When I was 9 years old, the house I lived in caught fire and burned down to the ground. When I told someone recently that my family lost everything in a fire, she said, “Oh, now I get it. THAT’S why you paint still lifes.” I lost every object I loved. Now I paint ordinary objects with love and reverence. Painting objects makes them permanent and unchanging. Painted objects will last longer than actual objects. Long after my own body is ash, my paintings will still exist.
As material fragments of everyday life, the objects in my work are signifiers for culture, class, identity, desire, gender, and the body. Since they are taken from the visual landscape of my everyday life, autobiographical narratives are suggested. There is a psychological tension between the real and the ideal. I long for the minimalist perfection of stripes, for example, but life gives me a crumpled-up shirt on the closet floor or a hastily wrapped package with visible tape.
The objects are vehicles for the underlying subject of my work: light. Unlike the terrifying, destructive light of fire, the light in my work is optimistic, full of possibility and inspiration. It is a tangible vehicle for enlightenment and transcendence. It is lux sanitatem: healing light.
The formal language I employ is a synthesis of traditional and contemporary aesthetics. Some paintings contain wry references to particular modern painters (a painting of striped shirts is nod to Bridget Riley and a creased shopping bag recalls Mark Rothko, for example). While from a distance or reproduced in images my paintings may seem illusionistic, the technique denies neither the physical texture of the paint nor the flat surface of the canvas. In this way my paintings integrate traditional illusionism and contemporary formalism: they are convincing representations of actual objects as well as abstract arrangements of light, shape, and color.

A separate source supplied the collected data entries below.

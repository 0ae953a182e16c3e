//! Raw message payloads.

use indexmap::IndexMap;
use serde_json::Value;

/// A request or response payload.
///
/// The payload is kept as raw text; it is only parsed when a schema actually
/// needs to inspect it.
#[derive(Debug, Clone, PartialEq, Eq)]
pub struct Body {
    raw: String,
}

impl Body {
    /// Wraps a textual payload.
    pub fn from_string(raw: impl Into<String>) -> Self {
        Self { raw: raw.into() }
    }

    /// Wraps a binary payload, replacing invalid UTF-8 sequences.
    pub fn from_bytes(bytes: &[u8]) -> Self {
        Self {
            raw: String::from_utf8_lossy(bytes).into_owned(),
        }
    }

    /// The raw payload text.
    pub fn as_str(&self) -> &str {
        &self.raw
    }

    /// Whether the payload is empty or whitespace only.
    pub fn is_empty(&self) -> bool {
        self.raw.trim().is_empty()
    }

    /// Parses the payload as JSON.
    pub fn to_json(&self) -> Result<Value, serde_json::Error> {
        serde_json::from_str(&self.raw)
    }

    /// Decodes an `application/x-www-form-urlencoded` payload into ordered
    /// name -> values pairs.
    pub fn to_form_fields(&self) -> IndexMap<String, Vec<String>> {
        let mut fields: IndexMap<String, Vec<String>> = IndexMap::new();
        for (name, value) in url::form_urlencoded::parse(self.raw.as_bytes()) {
            fields
                .entry(name.into_owned())
                .or_default()
                .push(value.into_owned());
        }
        fields
    }
}

impl From<&str> for Body {
    fn from(raw: &str) -> Self {
        Body::from_string(raw)
    }
}

impl From<String> for Body {
    fn from(raw: String) -> Self {
        Body::from_string(raw)
    }
}

#[cfg(test)]
mod tests {
    use super::*;
    use serde_json::json;

    #[test]
    fn test_json_parsing() {
        let body = Body::from(r#"{"id": 1}"#);
        assert_eq!(body.to_json().unwrap(), json!({"id": 1}));
    }

    #[test]
    fn test_invalid_json_is_an_error() {
        assert!(Body::from("{not json").to_json().is_err());
    }

    #[test]
    fn test_form_fields_group_repeated_names() {
        let body = Body::from("tag=a&name=Rex+Dog&tag=b");
        let fields = body.to_form_fields();
        assert_eq!(fields["tag"], vec!["a", "b"]);
        assert_eq!(fields["name"], vec!["Rex Dog"]);
    }

    #[test]
    fn test_whitespace_only_body_is_empty() {
        assert!(Body::from("  \n").is_empty());
    }
}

My paintings invite one to slow down, take time to look closely, to see, think, feel, and finally, to know. Isolated and placed in a conceptual space that is clean and orderly, the objects become the focus of concentrated looking, sustained contemplation, and, in turn, expanding awareness. My paintings are visual meditations intended to not only give aesthetic pleasure but to raise consciousness and affirm reality and truth. This is needed now more than ever.